Action item - Your task is to copy every entry exactly.

Available data -
= Beginning of Section =

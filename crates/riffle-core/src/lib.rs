// ============================================
// File: crates/riffle-core/src/lib.rs
// ============================================
//! # Riffle Core - Wire Protocol & Certificate Identity Library
//!
//! ## Creation Reason
//! Provides the two pieces every Riffle endpoint must agree on: how RPC
//! frames look on the wire, and how a verified certificate becomes an
//! `Identity`.
//!
//! ## Main Functionality
//!
//! ### Protocol Module ([`protocol`])
//! - Frame and value definitions (`Frame`, `Value`, `RemoteFault`)
//! - Length-prefixed JSON codec (`FrameCodec`)
//! - Protocol version management
//!
//! ### PKI Module ([`pki`])
//! - `IdentityExtractor` trait and the commonName default
//! - `TlsMaterial`: CA roots, certificate chain and private key loading
//!
//! ## Architecture Position
//! ```text
//! ┌─────────────────────────────────────────────────────┐
//! │               riffle-portal                         │
//! │                    │                                │
//! │         ┌──────────┴──────────┐                     │
//! │         ▼                     ▼                     │
//! │    riffle-core  ◄──── riffle-transport              │
//! │    You are here               │                     │
//! │         │                     │                     │
//! │         └──────────┬──────────┘                     │
//! │                    ▼                                │
//! │              riffle-common                          │
//! └─────────────────────────────────────────────────────┘
//! ```
//!
//! ## Security Guarantees
//! - **Authenticity**: identities come only from certificates that the
//!   TLS layer has already verified against the shared CA
//! - **Bounded input**: every frame is size-checked before it is parsed
//!
//! ## ⚠️ Important Note for Next Developer
//! - NEVER implement custom crypto primitives; TLS is rustls' job
//! - Private keys must not appear in `Debug` output or error messages
//! - Protocol changes MUST bump the protocol version
//!
//! ## Last Modified
//! v0.1.0 - Initial implementation

#![warn(missing_docs)]
#![warn(clippy::all)]
#![warn(clippy::pedantic)]
#![allow(clippy::module_name_repetitions)]

pub mod error;
pub mod pki;
pub mod protocol;

// Re-export commonly used items
pub use error::{CoreError, Result};
pub use pki::{CommonNameExtractor, IdentityExtractor, TlsMaterial};
pub use protocol::{
    FaultKind, Frame, FrameCodec, ProtocolVersion, RemoteFault, Value,
    CURRENT_PROTOCOL_VERSION,
};
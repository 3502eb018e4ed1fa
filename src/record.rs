// src/record.rs
use chrono::{NaiveDate, Weekday};
use rust_decimal::Decimal;
use serde::Serialize;
use tracing::warn;

use crate::config::PipelineConfig;

/// Identity of one employee for one team assignment.
///
/// The feed has no stable personnel number; everything downstream keys on
/// surname + first name + team. An employee who changes team
/// mid-year therefore shows up as two distinct employees. That is accepted
/// behavior, not a bug, but call sites must build the composite through
/// [`EmployeeKey::id`] instead of concatenating strings themselves.
#[derive(Debug, Clone, PartialEq, Eq, Hash, Serialize)]
pub struct EmployeeKey {
    pub surname: String,
    pub first_name: String,
    pub team: String,
}

impl EmployeeKey {
    pub fn new(surname: &str, first_name: &str, team: &str) -> Self {
        Self {
            surname: surname.to_string(),
            first_name: first_name.to_string(),
            team: team.to_string(),
        }
    }

    /// Composite natural key used everywhere downstream.
    pub fn id(&self) -> String {
        format!("{} {} {}", self.surname, self.first_name, self.team)
    }

    /// A record without surname, first name or team cannot be attributed to
    /// anyone and is skipped by classification.
    pub fn is_complete(&self) -> bool {
        !self.surname.trim().is_empty()
            && !self.first_name.trim().is_empty()
            && !self.team.trim().is_empty()
    }
}

/// Schedule cell value: a full or half working day.
#[derive(Debug, Clone, Copy, PartialEq, Eq, Serialize)]
pub enum ScheduledCode {
    FullDay,
    HalfDay,
}

/// Unit attached to a declared quantity.
#[derive(Debug, Clone, PartialEq, Eq, Serialize)]
pub enum DeclaredUnit {
    Days,
    Hours,
    Other(String),
}

impl DeclaredUnit {
    /// Maps a feed unit label ("Jour(s)", "Heure(s)", ...) to a unit.
    /// Empty labels yield `None`; unrecognized labels are kept verbatim so
    /// the conversion site can warn about them.
    pub fn parse(label: &str) -> Option<DeclaredUnit> {
        let trimmed = label.trim();
        if trimmed.is_empty() {
            return None;
        }
        let lower = trimmed.to_lowercase();
        if lower.contains("jour") {
            Some(DeclaredUnit::Days)
        } else if lower.contains("heure") {
            Some(DeclaredUnit::Hours)
        } else {
            Some(DeclaredUnit::Other(trimmed.to_string()))
        }
    }
}

/// One row of the planning feed: one employee, one calendar day, one
/// schedule/absence code. Immutable once constructed.
#[derive(Debug, Clone, PartialEq, Serialize)]
pub struct TimesheetRecord {
    pub employee: EmployeeKey,
    /// Regional direction ("DR ...") the team belongs to.
    pub org_unit: String,
    pub day: NaiveDate,
    pub weekday: Weekday,
    pub is_holiday: bool,
    /// Astreinte duty flag.
    pub is_on_call: bool,
    /// End-of-rotation marker; such days never count as attendance days.
    pub is_cycle_end: bool,
    /// Theoretical schedule code.
    pub scheduled_code: Option<ScheduledCode>,
    /// Modified theoretical schedule code, overrides the theoretical one.
    pub modified_scheduled_code: Option<ScheduledCode>,
    /// Actual schedule code, overrides both of the above.
    pub actual_scheduled_code: Option<ScheduledCode>,
    /// Absence or pay code (overtime, sick leave, other leave).
    pub pay_code: Option<String>,
    pub declared_value: Option<Decimal>,
    pub declared_unit: Option<DeclaredUnit>,
    /// Absence window bounds, also used for shift-pattern detection.
    pub time_start: Option<String>,
    pub time_end: Option<String>,
    /// Theoretical schedule from/to sub-pair.
    pub scheduled_time_start: Option<String>,
    pub scheduled_time_end: Option<String>,
    /// Modified schedule from/to sub-pair.
    pub modified_time_start: Option<String>,
    pub modified_time_end: Option<String>,
}

impl TimesheetRecord {
    pub fn employee_id(&self) -> String {
        self.employee.id()
    }

    pub fn team_code(&self) -> &str {
        &self.employee.team
    }

    /// Resolves the three schedule codes by precedence:
    /// actual > modified > theoretical.
    pub fn resolved_scheduled_code(&self) -> Option<ScheduledCode> {
        self.actual_scheduled_code
            .or(self.modified_scheduled_code)
            .or(self.scheduled_code)
    }

    pub fn is_full_day_scheduled(&self) -> bool {
        self.resolved_scheduled_code() == Some(ScheduledCode::FullDay)
    }

    pub fn has_pay_code(&self, code: &str) -> bool {
        self.pay_code.as_deref() == Some(code)
    }

    /// Converts the declared quantity to hours.
    ///
    /// Day units multiply by the full-day hour constant; hour units pass
    /// through. An unrecognized unit is treated as hours, with a warning,
    /// never a failure. Returns `None` when no quantity is declared.
    pub fn declared_hours(&self, config: &PipelineConfig) -> Option<Decimal> {
        let value = self.declared_value?;
        match &self.declared_unit {
            Some(DeclaredUnit::Days) => Some(value * config.hours_per_day),
            Some(DeclaredUnit::Hours) => Some(value),
            Some(DeclaredUnit::Other(label)) => {
                warn!(
                    "Unknown unit '{}' for {} on {}; treating value {} as hours",
                    label,
                    self.employee_id(),
                    self.day,
                    value
                );
                Some(value)
            }
            None => {
                warn!(
                    "Missing unit for coded day {} of {}; treating value {} as hours",
                    self.day,
                    self.employee_id(),
                    value
                );
                Some(value)
            }
        }
    }

    /// Declared hours, falling back to one full-day equivalent when the coded
    /// record carries no quantity at all.
    pub fn declared_hours_or_full_day(&self, config: &PipelineConfig) -> Decimal {
        self.declared_hours(config)
            .unwrap_or(config.hours_per_day)
    }
}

= End of Section =

Result of this exercise -
filename crates/riffle-core/src/lib.rs
// ============================================
// File: crates/riffle-core/src/lib.rs
// ============================================
//! # Riffle Core - Wire Protocol & Certificate Identity Library
//!
//! ## Creation Reason
//! Provides the two pieces every Riffle endpoint must agree on: how RPC
//! frames look on the wire, and how a verified certificate becomes an
//! `Identity`.
//!
//! ## Main Functionality
//!
//! ### Protocol Module ([`protocol`])
//! - Frame and value definitions (`Frame`, `Value`, `RemoteFault`)
//! - Length-prefixed JSON codec (`FrameCodec`)
//! - Protocol version management
//!
//! ### PKI Module ([`pki`])
//! - `IdentityExtractor` trait and the commonName default
//! - `TlsMaterial`: CA roots, certificate chain and private key loading
//!
//! ## Architecture Position
//! ```text
//! ┌─────────────────────────────────────────────────────┐
//! │               riffle-portal                         │
//! │                    │                                │
//! │         ┌──────────┴──────────┐                     │
//! │         ▼                     ▼                     │
//! │    riffle-core  ◄──── riffle-transport              │
//! │    You are here               │                     │
//! │         │                     │                     │
//! │         └──────────┬──────────┘                     │
//! │                    ▼                                │
//! │              riffle-common                          │
//! └─────────────────────────────────────────────────────┘
//! ```
//!
//! ## Security Guarantees
//! - **Authenticity**: identities come only from certificates that the
//!   TLS layer has already verified against the shared CA
//! - **Bounded input**: every frame is size-checked before it is parsed
//!
//! ## ⚠️ Important Note for Next Developer
//! - NEVER implement custom crypto primitives; TLS is rustls' job
//! - Private keys must not appear in `Debug` output or error messages
//! - Protocol changes MUST bump the protocol version
//!
//! ## Last Modified
//! v0.1.0 - Initial implementation

#![warn(missing_docs)]
#![warn(clippy::all)]
#![warn(clippy::pedantic)]
#![allow(clippy::module_name_repetitions)]

pub mod error;
pub mod pki;
pub mod protocol;

// Re-export commonly used items
pub use error::{CoreError, Result};
pub use pki::{CommonNameExtractor, IdentityExtractor, TlsMaterial};
pub use protocol::{
    FaultKind, Frame, FrameCodec, ProtocolVersion, RemoteFault, Value,
    CURRENT_PROTOCOL_VERSION,
};
repository 3502eb018e4ed1fa
filename src/record.rs
// src/record.rs
use chrono::{NaiveDate, Weekday};
use rust_decimal::Decimal;
use serde::Serialize;
use tracing::warn;

use crate::config::PipelineConfig;

/// Identity of one employee for one team assignment.
///
/// The feed has no stable personnel number; everything downstream keys on
/// surname + first name + team. An employee who changes team
/// mid-year therefore shows up as two distinct employees. That is accepted
/// behavior, not a bug, but call sites must build the composite through
/// [`EmployeeKey::id`] instead of concatenating strings themselves.
#[derive(Debug, Clone, PartialEq, Eq, Hash, Serialize)]
pub struct EmployeeKey {
    pub surname: String,
    pub first_name: String,
    pub team: String,
}

impl EmployeeKey {
    pub fn new(surname: &str, first_name: &str, team: &str) -> Self {
        Self {
            surname: surname.to_string(),
            first_name: first_name.to_string(),
            team: team.to_string(),
        }
    }

    /// Composite natural key used everywhere downstream.
    pub fn id(&self) -> String {
        format!("{} {} {}", self.surname, self.first_name, self.team)
    }

    /// A record without surname, first name or team cannot be attributed to
    /// anyone and is skipped by classification.
    pub fn is_complete(&self) -> bool {
        !self.surname.trim().is_empty()
            && !self.first_name.trim().is_empty()
            && !self.team.trim().is_empty()
    }
}

/// Schedule cell value: a full or half working day.
#[derive(Debug, Clone, Copy, PartialEq, Eq, Serialize)]
pub enum ScheduledCode {
    FullDay,
    HalfDay,
}

/// Unit attached to a declared quantity.
#[derive(Debug, Clone, PartialEq, Eq, Serialize)]
pub enum DeclaredUnit {
    Days,
    Hours,
    Other(String),
}

impl DeclaredUnit {
    /// Maps a feed unit label ("Jour(s)", "Heure(s)", ...) to a unit.
    /// Empty labels yield `None`; unrecognized labels are kept verbatim so
    /// the conversion site can warn about them.
    pub fn parse(label: &str) -> Option<DeclaredUnit> {
        let trimmed = label.trim();
        if trimmed.is_empty() {
            return None;
        }
        let lower = trimmed.to_lowercase();
        if lower.contains("jour") {
            Some(DeclaredUnit::Days)
        } else if lower.contains("heure") {
            Some(DeclaredUnit::Hours)
        } else {
            Some(DeclaredUnit::Other(trimmed.to_string()))
        }
    }
}

/// One row of the planning feed: one employee, one calendar day, one
/// schedule/absence code. Immutable once constructed.
#[derive(Debug, Clone, PartialEq, Serialize)]
pub struct TimesheetRecord {
    pub employee: EmployeeKey,
    /// Regional direction ("DR ...") the team belongs to.
    pub org_unit: String,
    pub day: NaiveDate,
    pub weekday: Weekday,
    pub is_holiday: bool,
    /// Astreinte duty flag.
    pub is_on_call: bool,
    /// End-of-rotation marker; such days never count as attendance days.
    pub is_cycle_end: bool,
    /// Theoretical schedule code.
    pub scheduled_code: Option<ScheduledCode>,
    /// Modified theoretical schedule code, overrides the theoretical one.
    pub modified_scheduled_code: Option<ScheduledCode>,
    /// Actual schedule code, overrides both of the above.
    pub actual_scheduled_code: Option<ScheduledCode>,
    /// Absence or pay code (overtime, sick leave, other leave).
    pub pay_code: Option<String>,
    pub declared_value: Option<Decimal>,
    pub declared_unit: Option<DeclaredUnit>,
    /// Absence window bounds, also used for shift-pattern detection.
    pub time_start: Option<String>,
    pub time_end: Option<String>,
    /// Theoretical schedule from/to sub-pair.
    pub scheduled_time_start: Option<String>,
    pub scheduled_time_end: Option<String>,
    /// Modified schedule from/to sub-pair.
    pub modified_time_start: Option<String>,
    pub modified_time_end: Option<String>,
}

impl TimesheetRecord {
    pub fn employee_id(&self) -> String {
        self.employee.id()
    }

    pub fn team_code(&self) -> &str {
        &self.employee.team
    }

    /// Resolves the three schedule codes by precedence:
    /// actual > modified > theoretical.
    pub fn resolved_scheduled_code(&self) -> Option<ScheduledCode> {
        self.actual_scheduled_code
            .or(self.modified_scheduled_code)
            .or(self.scheduled_code)
    }

    pub fn is_full_day_scheduled(&self) -> bool {
        self.resolved_scheduled_code() == Some(ScheduledCode::FullDay)
    }

    pub fn has_pay_code(&self, code: &str) -> bool {
        self.pay_code.as_deref() == Some(code)
    }

    /// Converts the declared quantity to hours.
    ///
    /// Day units multiply by the full-day hour constant; hour units pass
    /// through. An unrecognized unit is treated as hours, with a warning,
    /// never a failure. Returns `None` when no quantity is declared.
    pub fn declared_hours(&self, config: &PipelineConfig) -> Option<Decimal> {
        let value = self.declared_value?;
        match &self.declared_unit {
            Some(DeclaredUnit::Days) => Some(value * config.hours_per_day),
            Some(DeclaredUnit::Hours) => Some(value),
            Some(DeclaredUnit::Other(label)) => {
                warn!(
                    "Unknown unit '{}' for {} on {}; treating value {} as hours",
                    label,
                    self.employee_id(),
                    self.day,
                    value
                );
                Some(value)
            }
            None => {
                warn!(
                    "Missing unit for coded day {} of {}; treating value {} as hours",
                    self.day,
                    self.employee_id(),
                    value
                );
                Some(value)
            }
        }
    }

    /// Declared hours, falling back to one full-day equivalent when the coded
    /// record carries no quantity at all.
    pub fn declared_hours_or_full_day(&self, config: &PipelineConfig) -> Decimal {
        self.declared_hours(config)
            .unwrap_or(config.hours_per_day)
    }
}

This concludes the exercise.